Grace Notes, A Shimmer of Something and The Wet Engine by Brian Doyle
Doyle is a Catholic writer, but if you don’t mind sparing references to various saints and the Virgin Mary, he is also a thought-provoking and poetic essayist, covering an array of topics from summer camp to miscarriage to the trials of the human heart. One of my favourite writers.
The Patron Saint of Liars by Ann Patchett
After finishing the author’s essay collection This Is The Story of a Happy Marriage, I was intrigued to dip into her first novel. She wrote the book in her twenties and describes the process of doing so in detail in her essays. It was a charming and well-written tale – nothing hard-hitting or provocative, but sometimes that’s exactly what you need.
The Wife by Meg Wolitzer
My book club read Wolitzer’s 2014 novel The Interestings this month, which is a compelling and charming read – the story’s scope and broad time frame made the reading experience a little like watching a few box sets of a favourite television series. I was inspired to dip into more of Wolitzer’s writing and thought The Wife was excellent, with a completely jaw-dropping plot twist that made me wish I was half as talented at constructing stories as the author!
My Salinger Year by Joanna Rakoff
This is a non-fiction book that reads like a novel, charting Rakoff’s year working as an assistant at an old school New York literary agency. It is beautifully written and, I think, a must-read for anyone in their teens or twenties who is slightly unsure about their future.
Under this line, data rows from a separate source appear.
//! Self-describing named-map codec for keyed-object payloads.
//!
//! Map- and array-typed keyed objects carry their contents in this encoding:
//! a tagged, big-endian, self-describing format with seven primitives. Each
//! value is one tag byte followed by its body:
//!
//! ```text
//! 0x01 string   u32 length | UTF-8 bytes
//! 0x02 unsigned u64
//! 0x03 signed   i64
//! 0x04 float    f64 (IEEE 754 bits)
//! 0x05 binary   u32 length | bytes
//! 0x06 array    u32 count  | values
//! 0x07 map      u32 count  | (u32 key-length | UTF-8 key | value) entries
//! ```
//!
//! Map keys are UTF-8 strings; nesting depth is capped to keep decoding of
//! hostile input bounded. Decoders elsewhere consume this module through
//! [`decode_map`] / [`decode_array`] and the lenient numeric accessors on
//! [`Value`].

use std::collections::BTreeMap;

use aircap_core::{Error, Result};

/// Maximum value nesting depth accepted by the decoder.
const MAX_DEPTH: usize = 32;

const TAG_STRING: u8 = 0x01;
const TAG_UNSIGNED: u8 = 0x02;
const TAG_SIGNED: u8 = 0x03;
const TAG_FLOAT: u8 = 0x04;
const TAG_BINARY: u8 = 0x05;
const TAG_ARRAY: u8 = 0x06;
const TAG_MAP: u8 = 0x07;

/// One decoded value.
#[derive(Debug, Clone, PartialEq)]
pub enum Value {
    /// UTF-8 string.
    String(String),
    /// Unsigned 64-bit integer.
    UInt(u64),
    /// Signed 64-bit integer.
    Int(i64),
    /// 64-bit float.
    Float(f64),
    /// Opaque bytes.
    Bytes(Vec<u8>),
    /// Ordered list of values.
    Array(Vec<Value>),
    /// String-keyed map of values.
    Map(BTreeMap<String, Value>),
}

impl Value {
    /// The string contents, if this is a string.
    pub fn as_str(&self) -> Option<&str> {
        match self {
            Value::String(s) => Some(s),
            _ => None,
        }
    }

    /// The value as an unsigned integer. Signed values convert when
    /// non-negative.
    pub fn as_u64(&self) -> Option<u64> {
        match self {
            Value::UInt(v) => Some(*v),
            Value::Int(v) if *v >= 0 => Some(*v as u64),
            _ => None,
        }
    }

    /// The value as a signed integer. Unsigned values convert when in range.
    pub fn as_i64(&self) -> Option<i64> {
        match self {
            Value::Int(v) => Some(*v),
            Value::UInt(v) => i64::try_from(*v).ok(),
            _ => None,
        }
    }

    /// The value as an `i32`, if integral and in range.
    pub fn as_i32(&self) -> Option<i32> {
        self.as_i64().and_then(|v| i32::try_from(v).ok())
    }

    /// The value as a float. Integers convert losslessly enough for the
    /// rates and coordinates carried by this protocol.
    pub fn as_f64(&self) -> Option<f64> {
        match self {
            Value::Float(v) => Some(*v),
            Value::UInt(v) => Some(*v as f64),
            Value::Int(v) => Some(*v as f64),
            _ => None,
        }
    }

    /// The raw bytes, if this is a binary value.
    pub fn as_bytes(&self) -> Option<&[u8]> {
        match self {
            Value::Bytes(b) => Some(b),
            _ => None,
        }
    }

    /// The elements, if this is an array.
    pub fn as_array(&self) -> Option<&[Value]> {
        match self {
            Value::Array(v) => Some(v),
            _ => None,
        }
    }

    /// The entries, if this is a map.
    pub fn as_map(&self) -> Option<&BTreeMap<String, Value>> {
        match self {
            Value::Map(m) => Some(m),
            _ => None,
        }
    }
}

impl From<&str> for Value {
    fn from(v: &str) -> Self {
        Value::String(v.to_string())
    }
}

impl From<String> for Value {
    fn from(v: String) -> Self {
        Value::String(v)
    }
}

impl From<u64> for Value {
    fn from(v: u64) -> Self {
        Value::UInt(v)
    }
}

impl From<i64> for Value {
    fn from(v: i64) -> Self {
        Value::Int(v)
    }
}

impl From<f64> for Value {
    fn from(v: f64) -> Self {
        Value::Float(v)
    }
}

impl From<Vec<u8>> for Value {
    fn from(v: Vec<u8>) -> Self {
        Value::Bytes(v)
    }
}

impl From<Vec<Value>> for Value {
    fn from(v: Vec<Value>) -> Self {
        Value::Array(v)
    }
}

impl From<BTreeMap<String, Value>> for Value {
    fn from(v: BTreeMap<String, Value>) -> Self {
        Value::Map(v)
    }
}

/// Append the encoding of `value` to `out`.
pub fn encode_value(value: &Value, out: &mut Vec<u8>) {
    match value {
        Value::String(s) => {
            out.push(TAG_STRING);
            out.extend_from_slice(&(s.len() as u32).to_be_bytes());
            out.extend_from_slice(s.as_bytes());
        }
        Value::UInt(v) => {
            out.push(TAG_UNSIGNED);
            out.extend_from_slice(&v.to_be_bytes());
        }
        Value::Int(v) => {
            out.push(TAG_SIGNED);
            out.extend_from_slice(&v.to_be_bytes());
        }
        Value::Float(v) => {
            out.push(TAG_FLOAT);
            out.extend_from_slice(&v.to_be_bytes());
        }
        Value::Bytes(b) => {
            out.push(TAG_BINARY);
            out.extend_from_slice(&(b.len() as u32).to_be_bytes());
            out.extend_from_slice(b);
        }
        Value::Array(items) => {
            out.push(TAG_ARRAY);
            out.extend_from_slice(&(items.len() as u32).to_be_bytes());
            for item in items {
                encode_value(item, out);
            }
        }
        Value::Map(entries) => {
            out.push(TAG_MAP);
            out.extend_from_slice(&(entries.len() as u32).to_be_bytes());
            for (key, item) in entries {
                out.extend_from_slice(&(key.len() as u32).to_be_bytes());
                out.extend_from_slice(key.as_bytes());
                encode_value(item, out);
            }
        }
    }
}

/// Encode a string-keyed map as a standalone payload.
pub fn encode_map(entries: &BTreeMap<String, Value>) -> Vec<u8> {
    let mut out = Vec::new();
    encode_value(&Value::Map(entries.clone()), &mut out);
    out
}

/// Decode one value from the front of `buf`, returning it and the number of
/// bytes consumed.
pub fn decode_value(buf: &[u8]) -> Result<(Value, usize)> {
    decode_at(buf, 0, 0)
}

/// Decode a payload that must be a single map with nothing trailing.
pub fn decode_map(buf: &[u8]) -> Result<BTreeMap<String, Value>> {
    let (value, consumed) = decode_value(buf)?;
    if consumed != buf.len() {
        return Err(Error::Decode("trailing bytes after map".into()));
    }
    match value {
        Value::Map(entries) => Ok(entries),
        other => Err(Error::Decode(format!(
            "expected map, found {}",
            type_name(&other)
        ))),
    }
}

/// Decode a payload that must be a single array with nothing trailing.
pub fn decode_array(buf: &[u8]) -> Result<Vec<Value>> {
    let (value, consumed) = decode_value(buf)?;
    if consumed != buf.len() {
        return Err(Error::Decode("trailing bytes after array".into()));
    }
    match value {
        Value::Array(items) => Ok(items),
        other => Err(Error::Decode(format!(
            "expected array, found {}",
            type_name(&other)
        ))),
    }
}

fn type_name(value: &Value) -> &'static str {
    match value {
        Value::String(_) => "string",
        Value::UInt(_) => "unsigned",
        Value::Int(_) => "signed",
        Value::Float(_) => "float",
        Value::Bytes(_) => "binary",
        Value::Array(_) => "array",
        Value::Map(_) => "map",
    }
}

/// Decode the value starting at `offset`; returns the value and the offset
/// one past its end.
fn decode_at(buf: &[u8], offset: usize, depth: usize) -> Result<(Value, usize)> {
    if depth > MAX_DEPTH {
        return Err(Error::Decode("value nesting too deep".into()));
    }

    let tag = *buf
        .get(offset)
        .ok_or_else(|| Error::Decode("truncated value".into()))?;
    let mut pos = offset + 1;

    match tag {
        TAG_STRING => {
            let raw = read_len_prefixed(buf, &mut pos)?;
            let s = std::str::from_utf8(raw)
                .map_err(|_| Error::Decode("invalid UTF-8 in string".into()))?;
            Ok((Value::String(s.to_string()), pos))
        }
        TAG_UNSIGNED => {
            let v = u64::from_be_bytes(read_fixed::<8>(buf, &mut pos)?);
            Ok((Value::UInt(v), pos))
        }
        TAG_SIGNED => {
            let v = i64::from_be_bytes(read_fixed::<8>(buf, &mut pos)?);
            Ok((Value::Int(v), pos))
        }
        TAG_FLOAT => {
            let v = f64::from_be_bytes(read_fixed::<8>(buf, &mut pos)?);
            Ok((Value::Float(v), pos))
        }
        TAG_BINARY => {
            let raw = read_len_prefixed(buf, &mut pos)?;
            Ok((Value::Bytes(raw.to_vec()), pos))
        }
        TAG_ARRAY => {
            let count = u32::from_be_bytes(read_fixed::<4>(buf, &mut pos)?) as usize;
            let mut items = Vec::new();
            for _ in 0..count {
                let (item, next) = decode_at(buf, pos, depth + 1)?;
                items.push(item);
                pos = next;
            }
            Ok((Value::Array(items), pos))
        }
        TAG_MAP => {
            let count = u32::from_be_bytes(read_fixed::<4>(buf, &mut pos)?) as usize;
            let mut entries = BTreeMap::new();
            for _ in 0..count {
                let raw_key = read_len_prefixed(buf, &mut pos)?;
                let key = std::str::from_utf8(raw_key)
                    .map_err(|_| Error::Decode("invalid UTF-8 in map key".into()))?
                    .to_string();
                let (item, next) = decode_at(buf, pos, depth + 1)?;
                entries.insert(key, item);
                pos = next;
            }
            Ok((Value::Map(entries), pos))
        }
        other => Err(Error::Decode(format!("unknown value tag {other:#04x}"))),
    }
}

fn read_fixed<const N: usize>(buf: &[u8], pos: &mut usize) -> Result<[u8; N]> {
    let end = pos
        .checked_add(N)
        .filter(|&end| end <= buf.len())
        .ok_or_else(|| Error::Decode("truncated value".into()))?;
    let mut out = [0u8; N];
    out.copy_from_slice(&buf[*pos..end]);
    *pos = end;
    Ok(out)
}

fn read_len_prefixed<'a>(buf: &'a [u8], pos: &mut usize) -> Result<&'a [u8]> {
    let len = u32::from_be_bytes(read_fixed::<4>(buf, pos)?) as usize;
    let end = pos
        .checked_add(len)
        .filter(|&end| end <= buf.len())
        .ok_or_else(|| Error::Decode("truncated value".into()))?;
    let raw = &buf[*pos..end];
    *pos = end;
    Ok(raw)
}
All The Light We Cannot See by Anthony Doerr
I really wanted to love this book and for the most part I did. It is a tale spanning Europe during the Second World War, documenting the stories of two young children – one German, one French – as they grow up amidst bombings and occupations. The writing was mildly overwrought throughout, but Doerr’s captivating way of story-telling won out in the end and I wept through the entire last chapter.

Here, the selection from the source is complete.